Et de vilipender les forces françaises de Barkhane (5.100 hommes) ainsi que les autres troupes étrangères déployées sur le terrain au Mali, comme par exemple celle de la Mission multidimensionnelle intégrée des Nations unies pour la stabilisation au Mali (Minusma, 12.000 hommes). «Il ne saurait être question de négociations à l'ombre de l'occupation avant le départ du Mali de toutes les forces françaises et de ceux qui les suivent», fustige le communiqué en réclamant «la fin de l'occupation raciste et arrogante des croisés français».

Invité Afrique de Sputnik France, le 5 mars dernier, le directeur du Timbuktu Institute, Bakary Sambe, qui a des bureaux à Dakar, Bamako et Niamey, ne cache pas son scepticisme. Même s’il reconnaît qu’il s’agit d’une «option par dépit» de la part du Président malien Ibrahim Boubacar Keïta (IBK) et de son haut représentant dans le Centre du pays, Dioncounda Traoré, il craint que «sans bases claires pour négocier» avec ses chefs rebelles que sont Iyad Ag Ghali et Amadou Koufa, l’État malien ne se fourvoie dans un nouveau guêpier.
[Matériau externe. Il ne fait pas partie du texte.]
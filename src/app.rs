use crate::analysis::{self, Outcome};
use crate::choropleth::{self, Choropleth};
use crate::config::MapConfig;
use crate::data::{Datasets, EventKind};
use crate::map::{ChoroplethRenderer, Viewport};
use anyhow::{bail, Result};
use ratatui::layout::Rect;
use std::cell::Cell;

/// Initial control values and map view
#[derive(Clone, Debug)]
pub struct AppOptions {
    pub kind: EventKind,
    pub year: Option<i32>,
    pub map: MapConfig,
}

/// Application state
pub struct App {
    pub data: Datasets,
    /// Distinct years in the event table, ascending (never empty)
    pub years: Vec<i32>,
    pub kind: EventKind,
    pub year_index: usize,
    /// Result of the last pipeline run
    pub outcome: Outcome,
    /// Joined map data; `None` when the selection is empty
    pub choropleth: Option<Choropleth>,
    pub viewport: Viewport,
    pub map_renderer: ChoroplethRenderer,
    pub should_quit: bool,
    /// First visible table row
    pub table_offset: usize,
    /// Last mouse position for drag tracking
    pub last_mouse: Option<(u16, u16)>,
    /// Current mouse position for cursor marker
    pub mouse_pos: Option<(u16, u16)>,
    /// District under the mouse cursor
    pub hovered: Option<usize>,
    /// Inner map area of the last frame, written by the UI
    pub map_area: Cell<Rect>,
    /// Refit the map to the districts on resize until the user moves it
    auto_fit: bool,
    map_options: MapConfig,
}

impl App {
    pub fn new(data: Datasets, options: AppOptions) -> Result<Self> {
        if data.events.is_empty() {
            bail!("the event table has no rows");
        }
        let years = data.events.years();
        let year_index = match options.year {
            Some(year) => years.iter().position(|&y| y == year).unwrap_or_else(|| {
                tracing::warn!(year, "requested year not in data; using the first year");
                0
            }),
            None => 0,
        };

        let mut map_renderer = ChoroplethRenderer::new(&data.districts);
        map_renderer.settings.show_labels = options.map.show_labels;

        let mut app = Self {
            viewport: Viewport::new(0.0, 0.0, 1.0, 0, 0),
            map_renderer,
            years,
            kind: options.kind,
            year_index,
            outcome: Outcome::Empty {
                kind: options.kind,
                year: 0,
            },
            choropleth: None,
            should_quit: false,
            table_offset: 0,
            last_mouse: None,
            mouse_pos: None,
            hovered: None,
            map_area: Cell::new(Rect::default()),
            auto_fit: true,
            map_options: options.map,
            data,
        };
        app.reset_view();
        app.refresh();
        Ok(app)
    }

    pub fn year(&self) -> i32 {
        self.years[self.year_index]
    }

    /// Re-run filter → aggregate → join for the current controls
    pub fn refresh(&mut self) {
        self.outcome = analysis::run(&self.data.events, self.kind, self.year());
        self.choropleth = self
            .outcome
            .summary()
            .map(|summary| choropleth::join(&self.data.districts, &summary.by_district));
        self.table_offset = 0;
        tracing::debug!(kind = %self.kind, year = self.year(), "pipeline re-run");
    }

    pub fn next_kind(&mut self) {
        self.kind = self.kind.next();
        self.refresh();
    }

    pub fn prev_kind(&mut self) {
        self.kind = self.kind.prev();
        self.refresh();
    }

    pub fn next_year(&mut self) {
        if self.year_index + 1 < self.years.len() {
            self.year_index += 1;
            self.refresh();
        }
    }

    pub fn prev_year(&mut self) {
        if self.year_index > 0 {
            self.year_index -= 1;
            self.refresh();
        }
    }

    /// Scroll the table by `delta` rows, clamped to the selection
    pub fn scroll_table(&mut self, delta: i32) {
        let rows = self.outcome.summary().map_or(0, |s| s.rows.len());
        let max = rows.saturating_sub(1) as i64;
        self.table_offset = (self.table_offset as i64 + delta as i64).clamp(0, max) as usize;
    }

    /// Pixel size of the map canvas for the last drawn frame
    fn map_pixels(&self) -> (usize, usize) {
        let area = self.map_area.get();
        (area.width as usize * 2, area.height as usize * 4)
    }

    /// Apply the map area of the last frame to the viewport
    pub fn sync_map_area(&mut self) {
        let (width, height) = self.map_pixels();
        if width == self.viewport.width && height == self.viewport.height {
            return;
        }
        if self.auto_fit {
            self.reset_view();
        } else {
            self.viewport.width = width;
            self.viewport.height = height;
        }
    }

    /// Configured centre/zoom, else fit to the districts
    fn initial_view(&self, width: usize, height: usize) -> Viewport {
        let mut viewport = Viewport::fit_bounds(self.data.districts.bounds(), width, height);
        if let (Some(lon), Some(lat)) = (self.map_options.center_lon, self.map_options.center_lat) {
            viewport.center_lon = lon;
            viewport.center_lat = lat;
        }
        if let Some(zoom) = self.map_options.zoom {
            viewport = Viewport::new(viewport.center_lon, viewport.center_lat, zoom, width, height);
        }
        viewport
    }

    /// Restore the initial view for the current map area
    pub fn reset_view(&mut self) {
        let (width, height) = self.map_pixels();
        self.viewport = self.initial_view(width, height);
        self.auto_fit = true;
    }

    /// Viewport to draw into `area` (character cells) this frame. Until the
    /// user moves the map it is fitted to `area`, so the first frame after
    /// a resize is already framed on the districts.
    pub fn viewport_for(&self, area: Rect) -> Viewport {
        let (width, height) = (area.width as usize * 2, area.height as usize * 4);
        if self.auto_fit && (width, height) != (self.viewport.width, self.viewport.height) {
            return self.initial_view(width, height);
        }
        let mut viewport = self.viewport.clone();
        viewport.width = width;
        viewport.height = height;
        viewport
    }

    /// Convert terminal coords to braille pixel coords inside the map
    fn to_map_pixels(&self, col: u16, row: u16) -> Option<(i32, i32)> {
        let area = self.map_area.get();
        let inside = col >= area.x
            && col < area.x + area.width
            && row >= area.y
            && row < area.y + area.height;
        inside.then(|| (((col - area.x) as i32) * 2, ((row - area.y) as i32) * 4))
    }

    /// Pan the map
    pub fn pan(&mut self, dx: i32, dy: i32) {
        self.auto_fit = false;
        self.viewport.pan(dx, dy);
        self.update_hover();
    }

    /// Zoom in
    pub fn zoom_in(&mut self) {
        self.auto_fit = false;
        self.viewport.zoom_in();
        self.update_hover();
    }

    /// Zoom out
    pub fn zoom_out(&mut self) {
        self.auto_fit = false;
        self.viewport.zoom_out();
        self.update_hover();
    }

    /// Zoom in towards a screen position (terminal column/row)
    pub fn zoom_in_at(&mut self, col: u16, row: u16) {
        if let Some((px, py)) = self.to_map_pixels(col, row) {
            self.auto_fit = false;
            self.viewport.zoom_in_at(px, py);
            self.update_hover();
        }
    }

    /// Zoom out from a screen position (terminal column/row)
    pub fn zoom_out_at(&mut self, col: u16, row: u16) {
        if let Some((px, py)) = self.to_map_pixels(col, row) {
            self.auto_fit = false;
            self.viewport.zoom_out_at(px, py);
            self.update_hover();
        }
    }

    /// Request quit
    pub fn quit(&mut self) {
        self.should_quit = true;
    }

    /// Handle mouse drag on the map
    pub fn handle_drag(&mut self, x: u16, y: u16) {
        if let Some((last_x, last_y)) = self.last_mouse {
            let dx = (last_x as i32 - x as i32) * 2;
            let dy = (last_y as i32 - y as i32) * 4;
            self.pan(dx, dy);
        }
        self.last_mouse = Some((x, y));
    }

    /// Start a drag only when pressing inside the map
    pub fn start_drag(&mut self, x: u16, y: u16) {
        if self.to_map_pixels(x, y).is_some() {
            self.last_mouse = Some((x, y));
        }
    }

    /// Reset drag state when mouse button released
    pub fn end_drag(&mut self) {
        self.last_mouse = None;
    }

    /// Update mouse cursor position and the hovered district
    pub fn set_mouse_pos(&mut self, col: u16, row: u16) {
        self.mouse_pos = Some((col, row));
        self.update_hover();
    }

    fn update_hover(&mut self) {
        self.hovered = self
            .mouse_pos
            .and_then(|(col, row)| self.to_map_pixels(col, row))
            .and_then(|(px, py)| {
                let (lon, lat) = self.viewport.unproject(px, py);
                self.map_renderer.district_at(&self.data.districts, lon, lat)
            });
    }

    /// Cursor position relative to the map area, in character cells
    pub fn map_cursor(&self) -> Option<(u16, u16)> {
        let area = self.map_area.get();
        self.mouse_pos
            .and_then(|(col, row)| self.to_map_pixels(col, row).map(|_| (col - area.x, row - area.y)))
    }

    /// "Eventos registrados: INUNDACION en 2010"
    pub fn subtitle(&self) -> String {
        format!("Eventos registrados: {} en {}", self.kind, self.year())
    }

    pub fn map_title(&self) -> String {
        format!(
            "Mapa de cantidad de {kind} por distrito ({kind} en {year})",
            kind = self.kind,
            year = self.year()
        )
    }

    /// Hover text for the district under the cursor
    pub fn tooltip(&self) -> Option<String> {
        let choropleth = self.choropleth.as_ref()?;
        let region = choropleth.region(self.hovered?)?;
        Some(format!(
            "Distrito: {} | Cantidad de {}: {}",
            region.name, self.kind, region.count
        ))
    }

    /// Get current zoom level as a string
    pub fn zoom_level(&self) -> String {
        format!("{:.0}x", self.viewport.zoom)
    }

    /// Get current center coordinates as a string
    pub fn center_coords(&self) -> String {
        format!(
            "{:.3}°{}, {:.3}°{}",
            self.viewport.center_lat.abs(),
            if self.viewport.center_lat >= 0.0 { "N" } else { "S" },
            self.viewport.center_lon.abs(),
            if self.viewport.center_lon >= 0.0 { "E" } else { "W" }
        )
    }
}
En coupant les chefs djihadistes locaux de leurs bases, «on risque de donner encore plus de poids aux groupes étrangers tels que l’État islamique au grand Sahara (EIGS)* dirigé par Walid al Sahraoui, ou bien Al-Qaïda*», argue-t-il. Car si l’État malien persiste dans ses intentions, il risque d’obtenir l’effet inverse, notamment par rapport à la stratégie française au Sahel telle que redéfinie lors du sommet de Pau le 13 janvier dernier. Celle-ci veut renforcer la lutte contre l’État islamique au Grand Sahara (EIGS)*, la mouvance affiliée à Daech*, dans la zone dite des Trois Frontières (Mali, Niger, Burkina Faso), quitte à s’allier pour cela aux djihadistes locaux!
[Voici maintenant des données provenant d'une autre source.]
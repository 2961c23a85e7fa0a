//! HTTP server assembly and lifecycle.

use std::io;
use std::net::SocketAddr;
use std::sync::Arc;

use axum::Router;
use tokio::net::TcpListener;
use tower_http::cors::{Any, CorsLayer};

use crate::observability::Logger;
use crate::store::TableStore;

use super::config::HttpServerConfig;
use super::routes::{api_routes, health_routes, AppState};

/// HTTP server wiring the router to an explicitly constructed store.
///
/// The store handle is created at server construction and injected into the
/// router state; its lifetime is the server's lifetime.
pub struct HttpServer {
    config: HttpServerConfig,
    router: Router,
}

impl HttpServer {
    /// Create a server with default configuration and a fresh store.
    pub fn new() -> Self {
        Self::with_config(HttpServerConfig::default())
    }

    /// Create a server with custom configuration and a fresh store.
    pub fn with_config(config: HttpServerConfig) -> Self {
        Self::with_store(config, TableStore::new())
    }

    /// Create a server over an existing store (used by tests).
    pub fn with_store(config: HttpServerConfig, store: TableStore) -> Self {
        let router = Self::build_router(&config, store);
        Self { config, router }
    }

    fn build_router(config: &HttpServerConfig, store: TableStore) -> Router {
        let state = Arc::new(AppState::new(store));

        let cors = if config.cors_origins.is_empty() {
            // No origins configured: permissive for development
            CorsLayer::new()
                .allow_origin(Any)
                .allow_methods(Any)
                .allow_headers(Any)
        } else {
            use tower_http::cors::AllowOrigin;
            let origins: Vec<_> = config
                .cors_origins
                .iter()
                .filter_map(|s| s.parse().ok())
                .collect();

            CorsLayer::new()
                .allow_origin(AllowOrigin::list(origins))
                .allow_methods(Any)
                .allow_headers(Any)
        };

        Router::new()
            .merge(health_routes())
            .merge(api_routes(state))
            .layer(cors)
    }

    /// The socket address string this server binds.
    pub fn socket_addr(&self) -> String {
        self.config.socket_addr()
    }

    /// The assembled router (for testing).
    pub fn router(self) -> Router {
        self.router
    }

    /// Bind and serve until shutdown.
    pub async fn start(self) -> Result<(), io::Error> {
        let addr: SocketAddr = self
            .config
            .socket_addr()
            .parse()
            .map_err(|e| io::Error::new(io::ErrorKind::InvalidInput, e))?;

        Logger::info("SERVER_START", &[("addr", &addr.to_string())]);

        let listener = TcpListener::bind(addr).await?;
        axum::serve(listener, self.router).await?;

        Ok(())
    }
}

impl Default for HttpServer {
    fn default() -> Self {
        Self::new()
    }
}

#[cfg(test)]
mod tests {
    use super::*;

    #[test]
    fn test_server_creation() {
        let server = HttpServer::new();
        assert_eq!(server.socket_addr(), "0.0.0.0:8000");
    }

    #[test]
    fn test_server_with_custom_port() {
        let config = HttpServerConfig::with_port(9000);
        let server = HttpServer::with_config(config);
        assert_eq!(server.socket_addr(), "0.0.0.0:9000");
    }

    #[test]
    fn test_router_builds_with_configured_origins() {
        let config = HttpServerConfig {
            cors_origins: vec!["http://localhost:3000".to_string()],
            ..Default::default()
        };
        let server = HttpServer::with_config(config);
        let _router = server.router();
    }
}
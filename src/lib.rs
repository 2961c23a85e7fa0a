//! csvstore - CSV upload service with a single replaceable table
//!
//! Upload a CSV and the service replaces its one table with the file's
//! contents (all columns text, plus an auto-assigned integer identity), then
//! serves CRUD operations over the stored records.

pub mod cli;
pub mod http_server;
pub mod normalizer;
pub mod observability;
pub mod schema;
pub mod store;
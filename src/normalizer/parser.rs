//! CSV parsing and row filtering.

use std::collections::HashSet;
use std::str;

use csv::ReaderBuilder;

use super::errors::{NormalizeError, NormalizeResult};
use super::table::NormalizedTable;

/// Normalize raw uploaded bytes into a table.
///
/// Ragged-row policy: a record with more fields than the header cannot be
/// aligned and is dropped; a record with fewer fields is padded with empty
/// trailing values and then removed by the missing-value filter. Header names
/// are trimmed; field values are kept verbatim.
pub fn normalize(content: &[u8]) -> NormalizeResult<NormalizedTable> {
    let text = str::from_utf8(content)?;

    let mut reader = ReaderBuilder::new()
        .flexible(true)
        .from_reader(text.as_bytes());

    let headers = reader.headers()?;
    if headers.is_empty() {
        return Err(NormalizeError::NoHeader);
    }

    let columns: Vec<String> = headers.iter().map(|h| h.trim().to_string()).collect();
    if columns.iter().all(|c| c.is_empty()) {
        return Err(NormalizeError::NoHeader);
    }
    if columns.iter().any(|c| c.is_empty()) {
        return Err(NormalizeError::Parse(
            "empty column name in header row".to_string(),
        ));
    }

    let mut seen = HashSet::new();
    for column in &columns {
        if !seen.insert(column.as_str()) {
            return Err(NormalizeError::DuplicateColumn(column.clone()));
        }
    }

    let width = columns.len();
    let mut rows = Vec::new();

    for result in reader.records() {
        let record = result?;

        // Oversized records cannot be aligned with the header
        if record.len() > width {
            continue;
        }

        let mut row: Vec<String> = record.iter().map(|f| f.to_string()).collect();
        row.resize(width, String::new());

        if row.iter().any(|v| v.is_empty()) {
            continue;
        }

        rows.push(row);
    }

    Ok(NormalizedTable::new(columns, rows))
}
//! # HTTP Server
//!
//! Axum router mapping the HTTP surface onto the table store and record
//! access layer, plus server configuration and error translation.

pub mod config;
pub mod errors;
pub mod routes;
pub mod server;

pub use config::HttpServerConfig;
pub use errors::{ApiError, ApiResult, ErrorResponse};
pub use routes::AppState;
pub use server::HttpServer;
//! HTTP API error types.

use axum::http::StatusCode;
use axum::response::{IntoResponse, Response};
use axum::Json;
use serde::Serialize;
use thiserror::Error;

/// Result type for HTTP handlers
pub type ApiResult<T> = Result<T, ApiError>;

/// Errors surfaced at the HTTP boundary.
///
/// Upload failures keep the original service contract: anything the
/// normalizer, schema synthesizer, or store rejects during ingest maps to a
/// 500 with the detail string. 400 covers request-shape problems (no file
/// part, empty or malformed JSON body).
#[derive(Debug, Clone, Error)]
pub enum ApiError {
    // ==================
    // Client Errors (4xx)
    // ==================
    /// Malformed request body or missing upload part
    #[error("invalid request body: {0}")]
    InvalidBody(String),

    /// Record not found
    #[error("record not found")]
    NotFound,

    /// No table exists yet (pre-upload state)
    #[error("no table has been uploaded yet")]
    NoTable,

    // ==================
    // Server Errors (5xx)
    // ==================
    /// Ingest failure (normalizer, schema, or store)
    #[error("upload failed: {0}")]
    UploadFailed(String),

    /// Unexpected failure in a record operation
    #[error("internal error: {0}")]
    Internal(String),
}

impl ApiError {
    /// HTTP status code for this error.
    pub fn status_code(&self) -> StatusCode {
        match self {
            ApiError::InvalidBody(_) => StatusCode::BAD_REQUEST,
            ApiError::NotFound => StatusCode::NOT_FOUND,
            ApiError::NoTable => StatusCode::NOT_FOUND,
            ApiError::UploadFailed(_) => StatusCode::INTERNAL_SERVER_ERROR,
            ApiError::Internal(_) => StatusCode::INTERNAL_SERVER_ERROR,
        }
    }
}

/// Error response body
#[derive(Debug, Serialize)]
pub struct ErrorResponse {
    pub error: String,
    pub code: u16,
}

impl From<ApiError> for ErrorResponse {
    fn from(err: ApiError) -> Self {
        Self {
            code: err.status_code().as_u16(),
            error: err.to_string(),
        }
    }
}

impl IntoResponse for ApiError {
    fn into_response(self) -> Response {
        let status = self.status_code();
        let body = Json(ErrorResponse::from(self));
        (status, body).into_response()
    }
}

#[cfg(test)]
mod tests {
    use super::*;

    #[test]
    fn test_status_codes() {
        assert_eq!(
            ApiError::InvalidBody("x".to_string()).status_code(),
            StatusCode::BAD_REQUEST
        );
        assert_eq!(ApiError::NotFound.status_code(), StatusCode::NOT_FOUND);
        assert_eq!(ApiError::NoTable.status_code(), StatusCode::NOT_FOUND);
        assert_eq!(
            ApiError::UploadFailed("x".to_string()).status_code(),
            StatusCode::INTERNAL_SERVER_ERROR
        );
        assert_eq!(
            ApiError::Internal("x".to_string()).status_code(),
            StatusCode::INTERNAL_SERVER_ERROR
        );
    }

    #[test]
    fn test_error_body_carries_code_and_detail() {
        let body = ErrorResponse::from(ApiError::UploadFailed("CSV has no header row".into()));
        assert_eq!(body.code, 500);
        assert!(body.error.contains("no header row"));
    }
}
«Cette situation ferait, non seulement, retourner à un amer statu quo mais provoquerait une inévitable ruée vers les rangs de l’État islamique au Grand Sahara. Alors que le principal gain escompté, en lançant ce processus de dialogue, est justement de couper les réseaux djihadistes transnationaux (comme Al-Qaïda* et l’EIGS*) de leurs couveuses locales», déplore le directeur du Timbuktu Institute.

Privilégier un interlocuteur, Iyad Ag Ghali, au détriment d’un autre, Amadou Koufa, risque de compliquer encore plus la situation sur le terrain. Le chef de la Katiba Macina –qui est déjà contesté au sein de son mouvement– pourrait y «perdre toute légitimité», fait valoir le chercheur sénégalais. Et, du coup, perdre ses hommes au profit de l’EIGS*, qui est déjà en train de recruter au Mali. Sans compter la concurrence que fait peser al-Qaïda* qui dispute à son rival les «dissidents» issus des groupes djihadistes locaux.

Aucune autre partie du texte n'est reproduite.